One line at a time, check the entries below for the word "AtomicBool", and copy each line that has it.

○ ○ ○ ○ ○ ○ ○

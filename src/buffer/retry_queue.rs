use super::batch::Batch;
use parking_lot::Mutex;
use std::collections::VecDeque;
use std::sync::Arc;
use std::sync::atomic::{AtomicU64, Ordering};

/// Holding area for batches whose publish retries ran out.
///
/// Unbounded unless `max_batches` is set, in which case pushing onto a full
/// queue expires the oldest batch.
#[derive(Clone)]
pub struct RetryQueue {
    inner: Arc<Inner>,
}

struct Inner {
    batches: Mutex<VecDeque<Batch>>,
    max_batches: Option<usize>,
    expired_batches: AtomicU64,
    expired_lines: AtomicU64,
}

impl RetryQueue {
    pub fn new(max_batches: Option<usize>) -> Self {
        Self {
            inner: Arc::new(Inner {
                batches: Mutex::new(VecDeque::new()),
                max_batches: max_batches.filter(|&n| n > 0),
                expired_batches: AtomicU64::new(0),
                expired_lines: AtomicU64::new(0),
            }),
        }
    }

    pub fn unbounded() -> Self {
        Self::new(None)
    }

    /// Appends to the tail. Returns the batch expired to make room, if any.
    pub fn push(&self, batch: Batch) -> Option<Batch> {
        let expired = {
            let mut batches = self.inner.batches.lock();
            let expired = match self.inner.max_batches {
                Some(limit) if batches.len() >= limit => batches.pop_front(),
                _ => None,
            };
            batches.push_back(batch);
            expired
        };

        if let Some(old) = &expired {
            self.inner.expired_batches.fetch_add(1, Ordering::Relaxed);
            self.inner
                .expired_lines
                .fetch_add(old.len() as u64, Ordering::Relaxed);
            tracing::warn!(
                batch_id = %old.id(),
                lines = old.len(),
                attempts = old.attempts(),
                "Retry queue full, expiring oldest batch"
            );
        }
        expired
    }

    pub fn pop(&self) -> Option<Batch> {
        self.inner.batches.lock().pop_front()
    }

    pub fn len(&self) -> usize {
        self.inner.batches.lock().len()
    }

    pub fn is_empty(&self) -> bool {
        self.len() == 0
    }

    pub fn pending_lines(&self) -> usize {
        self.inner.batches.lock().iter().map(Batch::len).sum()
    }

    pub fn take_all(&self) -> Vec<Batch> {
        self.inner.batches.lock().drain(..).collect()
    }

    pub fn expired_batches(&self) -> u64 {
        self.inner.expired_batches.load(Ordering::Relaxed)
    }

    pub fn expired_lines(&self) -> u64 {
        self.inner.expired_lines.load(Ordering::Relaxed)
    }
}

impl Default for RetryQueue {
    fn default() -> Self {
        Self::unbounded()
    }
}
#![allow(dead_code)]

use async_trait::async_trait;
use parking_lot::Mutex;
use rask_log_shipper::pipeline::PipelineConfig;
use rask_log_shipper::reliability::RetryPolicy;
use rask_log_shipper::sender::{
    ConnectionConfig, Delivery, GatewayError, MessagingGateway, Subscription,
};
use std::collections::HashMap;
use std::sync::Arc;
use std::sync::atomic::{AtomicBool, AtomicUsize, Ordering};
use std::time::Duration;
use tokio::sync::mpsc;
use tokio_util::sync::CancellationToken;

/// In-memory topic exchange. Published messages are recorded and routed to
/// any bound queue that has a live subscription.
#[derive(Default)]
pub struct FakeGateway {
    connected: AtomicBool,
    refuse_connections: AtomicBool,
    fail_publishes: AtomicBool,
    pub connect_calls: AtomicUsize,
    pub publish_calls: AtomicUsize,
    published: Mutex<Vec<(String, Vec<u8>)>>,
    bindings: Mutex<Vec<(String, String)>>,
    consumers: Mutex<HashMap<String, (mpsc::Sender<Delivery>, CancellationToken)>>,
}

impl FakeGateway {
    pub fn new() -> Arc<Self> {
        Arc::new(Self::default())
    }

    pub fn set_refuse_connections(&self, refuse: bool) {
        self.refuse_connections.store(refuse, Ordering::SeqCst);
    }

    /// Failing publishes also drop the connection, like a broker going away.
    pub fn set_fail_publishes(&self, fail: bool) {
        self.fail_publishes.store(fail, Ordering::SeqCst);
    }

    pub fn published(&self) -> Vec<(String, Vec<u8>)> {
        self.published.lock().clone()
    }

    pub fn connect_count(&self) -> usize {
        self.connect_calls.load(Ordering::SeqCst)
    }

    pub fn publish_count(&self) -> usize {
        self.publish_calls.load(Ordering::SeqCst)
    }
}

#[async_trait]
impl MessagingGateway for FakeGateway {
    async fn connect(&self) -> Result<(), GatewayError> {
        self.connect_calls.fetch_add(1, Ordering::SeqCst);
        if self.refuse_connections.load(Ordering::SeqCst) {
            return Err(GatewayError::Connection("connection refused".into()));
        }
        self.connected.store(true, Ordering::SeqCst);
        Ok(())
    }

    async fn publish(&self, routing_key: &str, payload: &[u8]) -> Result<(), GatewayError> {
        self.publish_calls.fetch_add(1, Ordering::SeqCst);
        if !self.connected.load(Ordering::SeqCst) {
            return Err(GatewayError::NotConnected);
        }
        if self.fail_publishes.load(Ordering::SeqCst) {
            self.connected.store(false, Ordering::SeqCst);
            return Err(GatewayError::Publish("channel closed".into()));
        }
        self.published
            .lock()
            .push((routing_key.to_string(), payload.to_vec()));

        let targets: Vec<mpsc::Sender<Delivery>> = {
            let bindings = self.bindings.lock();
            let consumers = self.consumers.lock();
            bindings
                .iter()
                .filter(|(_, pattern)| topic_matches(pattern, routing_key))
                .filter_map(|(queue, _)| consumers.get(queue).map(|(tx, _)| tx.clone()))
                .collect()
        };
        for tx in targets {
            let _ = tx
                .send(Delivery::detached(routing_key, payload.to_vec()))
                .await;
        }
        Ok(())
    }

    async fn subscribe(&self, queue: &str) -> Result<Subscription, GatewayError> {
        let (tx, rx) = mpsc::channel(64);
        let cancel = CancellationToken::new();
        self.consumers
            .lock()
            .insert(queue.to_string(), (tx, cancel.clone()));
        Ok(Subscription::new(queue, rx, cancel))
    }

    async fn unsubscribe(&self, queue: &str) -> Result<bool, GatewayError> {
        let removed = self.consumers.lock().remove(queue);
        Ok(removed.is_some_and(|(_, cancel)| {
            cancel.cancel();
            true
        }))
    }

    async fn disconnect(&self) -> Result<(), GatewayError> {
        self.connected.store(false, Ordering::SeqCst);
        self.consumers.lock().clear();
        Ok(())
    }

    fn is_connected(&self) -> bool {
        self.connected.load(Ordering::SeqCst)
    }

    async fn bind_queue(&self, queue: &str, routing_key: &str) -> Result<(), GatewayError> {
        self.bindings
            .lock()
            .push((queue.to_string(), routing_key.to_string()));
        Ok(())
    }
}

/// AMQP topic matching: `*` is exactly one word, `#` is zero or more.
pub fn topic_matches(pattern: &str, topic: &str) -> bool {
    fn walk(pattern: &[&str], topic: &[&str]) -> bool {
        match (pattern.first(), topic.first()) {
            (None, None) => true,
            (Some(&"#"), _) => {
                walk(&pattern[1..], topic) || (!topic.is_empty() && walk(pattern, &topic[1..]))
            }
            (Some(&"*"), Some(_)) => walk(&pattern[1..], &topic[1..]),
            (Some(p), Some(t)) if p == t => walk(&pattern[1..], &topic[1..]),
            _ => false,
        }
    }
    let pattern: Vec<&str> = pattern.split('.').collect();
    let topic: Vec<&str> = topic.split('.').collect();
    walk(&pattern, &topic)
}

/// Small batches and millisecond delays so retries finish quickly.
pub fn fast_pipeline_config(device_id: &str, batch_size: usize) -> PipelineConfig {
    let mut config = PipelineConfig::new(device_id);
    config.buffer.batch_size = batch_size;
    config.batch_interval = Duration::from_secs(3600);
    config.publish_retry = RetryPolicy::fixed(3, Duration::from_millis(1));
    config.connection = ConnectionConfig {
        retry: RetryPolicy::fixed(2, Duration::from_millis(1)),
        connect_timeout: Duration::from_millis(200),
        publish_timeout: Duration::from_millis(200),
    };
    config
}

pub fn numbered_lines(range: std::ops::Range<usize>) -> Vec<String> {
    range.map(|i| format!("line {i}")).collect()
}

○ ○ ○ ○ ○ ○ ○

Answer for this exercise
use std::sync::atomic::{AtomicBool, AtomicUsize, Ordering};
    connected: AtomicBool,
    refuse_connections: AtomicBool,
    fail_publishes: AtomicBool,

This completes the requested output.